- _Supplied material_:
*** Begin section ***

//! Extraction error types.

use folio_core::ExtractionFailure;
use thiserror::Error;

/// Errors that can occur during content extraction.
#[derive(Error, Debug)]
pub enum ExtractError {
    /// Content type is not supported by any extractor.
    #[error("Unsupported content type: {0}")]
    UnsupportedType(String),

    /// Extraction process failed.
    #[error("Extraction failed: {0}")]
    ExtractionFailed(String),

    /// Nothing readable was found in the file.
    #[error("Failed to extract text from {0}. The file may be corrupted or contain no readable text.")]
    EmptyContent(String),

    /// IO error during extraction.
    #[error("IO error: {0}")]
    Io(#[from] std::io::Error),

    /// PDF-specific extraction error.
    #[cfg(feature = "pdf")]
    #[error("PDF extraction error: {0}")]
    Pdf(String),

    /// Image decoding or format error.
    #[error("Image error: {0}")]
    Image(String),

    /// The `tesseract` binary could not be run.
    #[error("TesseractNotFoundError: {0}")]
    TesseractNotFound(String),

    /// The PDF page renderer (`pdftoppm`) could not be run.
    #[error("Unable to get page count. Is poppler installed and in PATH? ({0} could not be run)")]
    RendererNotFound(String),

    /// The PDF page renderer ran but failed.
    #[error("PDF page rendering failed: {0}")]
    Render(String),

    /// Tesseract ran but failed.
    #[error("OCR processing failed: {0}")]
    Ocr(String),

    /// The extraction service endpoint is not a usable URL.
    #[error("Invalid extraction endpoint: {0}")]
    InvalidEndpoint(String),

    /// Task join error from spawn_blocking.
    #[error("Task join error: {0}")]
    TaskJoin(#[from] tokio::task::JoinError),
}

impl ExtractError {
    /// Status code reported for this error, mirroring the OCR service.
    pub fn status(&self) -> u16 {
        match self {
            ExtractError::UnsupportedType(_) => 400,
            ExtractError::EmptyContent(_) => 422,
            _ => 500,
        }
    }
}

impl From<ExtractError> for ExtractionFailure {
    fn from(e: ExtractError) -> Self {
        ExtractionFailure::with_status(e.to_string(), e.status())
    }
}

/// Result type for extraction operations.
pub type ExtractResult<T> = Result<T, ExtractError>;
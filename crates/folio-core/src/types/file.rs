//! Input file handles.

use std::path::{Path, PathBuf};
use std::sync::Arc;

use serde::Serialize;

use crate::error::{FolioError, FolioResult};

/// Where the bytes of a selected file live.
#[derive(Debug, Clone)]
pub enum FileSource {
    /// Content on the local filesystem.
    Path(PathBuf),
    /// Content already held in memory.
    Bytes(Arc<[u8]>),
}

/// A user-selected file.
///
/// Owned by the caller and shared into a batch as `Arc<FileHandle>`;
/// the pipeline only reads it.
#[derive(Debug, Clone, Serialize)]
pub struct FileHandle {
    /// Display name (usually the file name without directories).
    pub name: String,
    /// Size in bytes.
    pub size: u64,
    /// MIME type passed through to the extraction capability.
    pub mime_type: String,
    /// Content location.
    #[serde(skip)]
    pub source: FileSource,
}

impl FileHandle {
    /// Create a handle for a file on disk, guessing its MIME type from the extension.
    pub async fn from_path(path: impl AsRef<Path>) -> FolioResult<Self> {
        let path = path.as_ref();
        let metadata = tokio::fs::metadata(path).await?;
        if !metadata.is_file() {
            return Err(FolioError::validation_with_suggestion(
                format!("'{}' is not a regular file", path.display()),
                "Select individual files; directories cannot be converted",
            ));
        }

        let name = path
            .file_name()
            .map(|n| n.to_string_lossy().into_owned())
            .unwrap_or_else(|| path.display().to_string());

        Ok(Self {
            name,
            size: metadata.len(),
            mime_type: guess_mime_type(path),
            source: FileSource::Path(path.to_path_buf()),
        })
    }

    /// Create a handle for in-memory content.
    pub fn from_bytes(
        name: impl Into<String>,
        mime_type: impl Into<String>,
        bytes: impl Into<Arc<[u8]>>,
    ) -> Self {
        let bytes = bytes.into();
        Self {
            name: name.into(),
            size: bytes.len() as u64,
            mime_type: mime_type.into(),
            source: FileSource::Bytes(bytes),
        }
    }

    /// Load the file content.
    pub async fn read_bytes(&self) -> std::io::Result<Vec<u8>> {
        match &self.source {
            FileSource::Path(path) => tokio::fs::read(path).await,
            FileSource::Bytes(bytes) => Ok(bytes.to_vec()),
        }
    }

    /// Size rounded to whole kilobytes, as shown next to selected files.
    pub fn size_kb(&self) -> u64 {
        (self.size + 512) / 1024
    }
}

/// Guess a MIME type from a path's extension.
pub fn guess_mime_type(path: &Path) -> String {
    mime_guess::from_path(path)
        .first_raw()
        .unwrap_or("application/octet-stream")
        .to_string()
}
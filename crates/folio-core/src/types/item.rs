//! Per-file lifecycle tracking.

use std::sync::Arc;

use serde::{Deserialize, Serialize};
use strum::{Display, EnumString};

use super::file::FileHandle;

/// Position-derived identifier of an item, unique within its batch.
#[derive(Debug, Clone, Copy, PartialEq, Eq, Hash, PartialOrd, Ord, Serialize, Deserialize)]
#[serde(transparent)]
pub struct ItemId(pub usize);

impl ItemId {
    /// Zero-based position in the batch.
    pub fn index(&self) -> usize {
        self.0
    }
}

impl std::fmt::Display for ItemId {
    fn fmt(&self, f: &mut std::fmt::Formatter<'_>) -> std::fmt::Result {
        write!(f, "item-{}", self.0)
    }
}

/// Lifecycle state of one item. Transitions only move forward.
#[derive(
    Debug, Clone, Copy, PartialEq, Eq, Hash, Default, Serialize, Deserialize, Display, EnumString,
)]
#[serde(rename_all = "snake_case")]
#[strum(serialize_all = "snake_case")]
pub enum ItemState {
    #[default]
    Pending,
    InFlight,
    Succeeded,
    Failed,
}

impl ItemState {
    /// Whether the item has reached `Succeeded` or `Failed`.
    pub fn is_terminal(&self) -> bool {
        matches!(self, ItemState::Succeeded | ItemState::Failed)
    }
}

/// Classification of an item failure.
#[derive(Debug, Clone, Copy, PartialEq, Eq, Hash, Serialize, Deserialize, Display, EnumString)]
#[serde(rename_all = "snake_case")]
#[strum(serialize_all = "snake_case")]
pub enum ErrorClass {
    /// The service was briefly unavailable, overloaded, or the call timed out.
    Transient,
    /// The extraction service's own runtime dependency (e.g. Tesseract) is absent.
    DependencyMissing,
    /// Anything else.
    Unknown,
}

impl ErrorClass {
    /// Whether re-running the batch unchanged may succeed.
    pub fn is_retriable(&self) -> bool {
        matches!(self, ErrorClass::Transient | ErrorClass::Unknown)
    }
}

/// Statistics describing what text cleanup did to the raw extraction.
#[derive(Debug, Clone, Copy, Default, PartialEq, Eq, Serialize, Deserialize)]
pub struct CleanupStats {
    pub original_length: usize,
    pub cleaned_length: usize,
    pub characters_removed: i64,
    pub original_lines: usize,
    pub cleaned_lines: usize,
    pub paragraphs_created: usize,
}

impl CleanupStats {
    /// Compare text before and after cleanup. Lengths count characters.
    pub fn compute(original: &str, cleaned: &str) -> Self {
        let original_length = original.chars().count();
        let cleaned_length = cleaned.chars().count();
        Self {
            original_length,
            cleaned_length,
            characters_removed: original_length as i64 - cleaned_length as i64,
            original_lines: line_count(original),
            cleaned_lines: line_count(cleaned),
            paragraphs_created: if cleaned.is_empty() {
                0
            } else {
                cleaned.matches("\n\n").count() + 1
            },
        }
    }
}

fn line_count(text: &str) -> usize {
    if text.is_empty() {
        0
    } else {
        text.matches('\n').count() + 1
    }
}

/// Successful extraction result for one file.
#[derive(Debug, Clone, PartialEq, Eq, Serialize, Deserialize)]
pub struct ExtractionOutput {
    /// File name as reported by the extraction service.
    pub filename: String,
    /// Text exactly as the OCR/text layer produced it.
    pub raw_text: String,
    /// Text after cleanup.
    pub cleaned_text: String,
    pub raw_text_length: usize,
    pub cleaned_text_length: usize,
    /// Whether the cleaned text has any non-whitespace content.
    pub has_text: bool,
    pub cleanup_stats: CleanupStats,
}

/// Classified failure stored on a failed item.
#[derive(Debug, Clone, PartialEq, Eq, Serialize, Deserialize)]
pub struct ItemError {
    pub class: ErrorClass,
    /// User-facing message, rewritten when a remediation is known.
    pub message: String,
    /// Raw error text from the extraction capability.
    #[serde(skip_serializing_if = "String::is_empty", default)]
    pub detail: String,
    /// Status code reported by the extraction capability, if any.
    #[serde(skip_serializing_if = "Option::is_none", default)]
    pub status: Option<u16>,
}

/// Terminal outcome of submitting one item.
#[derive(Debug, Clone, PartialEq, Eq)]
pub enum ItemOutcome {
    Succeeded(ExtractionOutput),
    Failed(ItemError),
}

/// One file and its lifecycle within a batch.
///
/// `result` is set iff `state == Succeeded`, `error` iff `state == Failed`.
#[derive(Debug, Clone, Serialize)]
pub struct BatchItem {
    pub id: ItemId,
    pub source: Arc<FileHandle>,
    pub state: ItemState,
    #[serde(skip_serializing_if = "Option::is_none")]
    pub result: Option<ExtractionOutput>,
    #[serde(skip_serializing_if = "Option::is_none")]
    pub error: Option<ItemError>,
}

impl BatchItem {
    /// Create a pending item.
    pub fn pending(index: usize, source: Arc<FileHandle>) -> Self {
        Self {
            id: ItemId(index),
            source,
            state: ItemState::Pending,
            result: None,
            error: None,
        }
    }

    /// Display name of the underlying file.
    pub fn name(&self) -> &str {
        &self.source.name
    }

    /// Whether `result`/`error` agree with `state`.
    pub fn is_consistent(&self) -> bool {
        match self.state {
            ItemState::Pending | ItemState::InFlight => {
                self.result.is_none() && self.error.is_none()
            }
            ItemState::Succeeded => self.result.is_some() && self.error.is_none(),
            ItemState::Failed => self.result.is_none() && self.error.is_some(),
        }
    }
}

#[cfg(test)]
mod tests {
    use super::*;
    use std::str::FromStr;

    #[test]
    fn test_item_state_terminal() {
        assert!(!ItemState::Pending.is_terminal());
        assert!(!ItemState::InFlight.is_terminal());
        assert!(ItemState::Succeeded.is_terminal());
        assert!(ItemState::Failed.is_terminal());
    }

    #[test]
    fn test_error_class_strings() {
        assert_eq!(ErrorClass::DependencyMissing.to_string(), "dependency_missing");
        assert_eq!(
            ErrorClass::from_str("transient").unwrap(),
            ErrorClass::Transient
        );
        assert!(!ErrorClass::DependencyMissing.is_retriable());
    }

    #[test]
    fn test_cleanup_stats_compute() {
        let stats = CleanupStats::compute("a  b\n\n\n\nc\n", "a b\n\nc");
        assert_eq!(stats.original_length, 10);
        assert_eq!(stats.cleaned_length, 6);
        assert_eq!(stats.characters_removed, 4);
        assert_eq!(stats.original_lines, 6);
        assert_eq!(stats.cleaned_lines, 3);
        assert_eq!(stats.paragraphs_created, 2);

        let empty = CleanupStats::compute("", "");
        assert_eq!(empty, CleanupStats::default());
    }

    #[test]
    fn test_cleanup_stats_counts_characters_not_bytes() {
        let stats = CleanupStats::compute("caf\u{e9}", "caf");
        assert_eq!(stats.original_length, 4);
        assert_eq!(stats.characters_removed, 1);
    }

    #[test]
    fn test_item_id_display() {
        assert_eq!(ItemId(3).to_string(), "item-3");
        assert_eq!(ItemId(3).index(), 3);
    }

    #[test]
    fn test_pending_item_is_consistent() {
        let handle = Arc::new(FileHandle::from_bytes("a.txt", "text/plain", b"a".to_vec()));
        let item = BatchItem::pending(0, handle);
        assert_eq!(item.state, ItemState::Pending);
        assert!(item.is_consistent());
        assert_eq!(item.name(), "a.txt");
    }
}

*** End section ***

- _Task brief_:
Give the count of lines in the data shown above that contain "DependencyMissing", and nothing else.

- _Written solution_:
3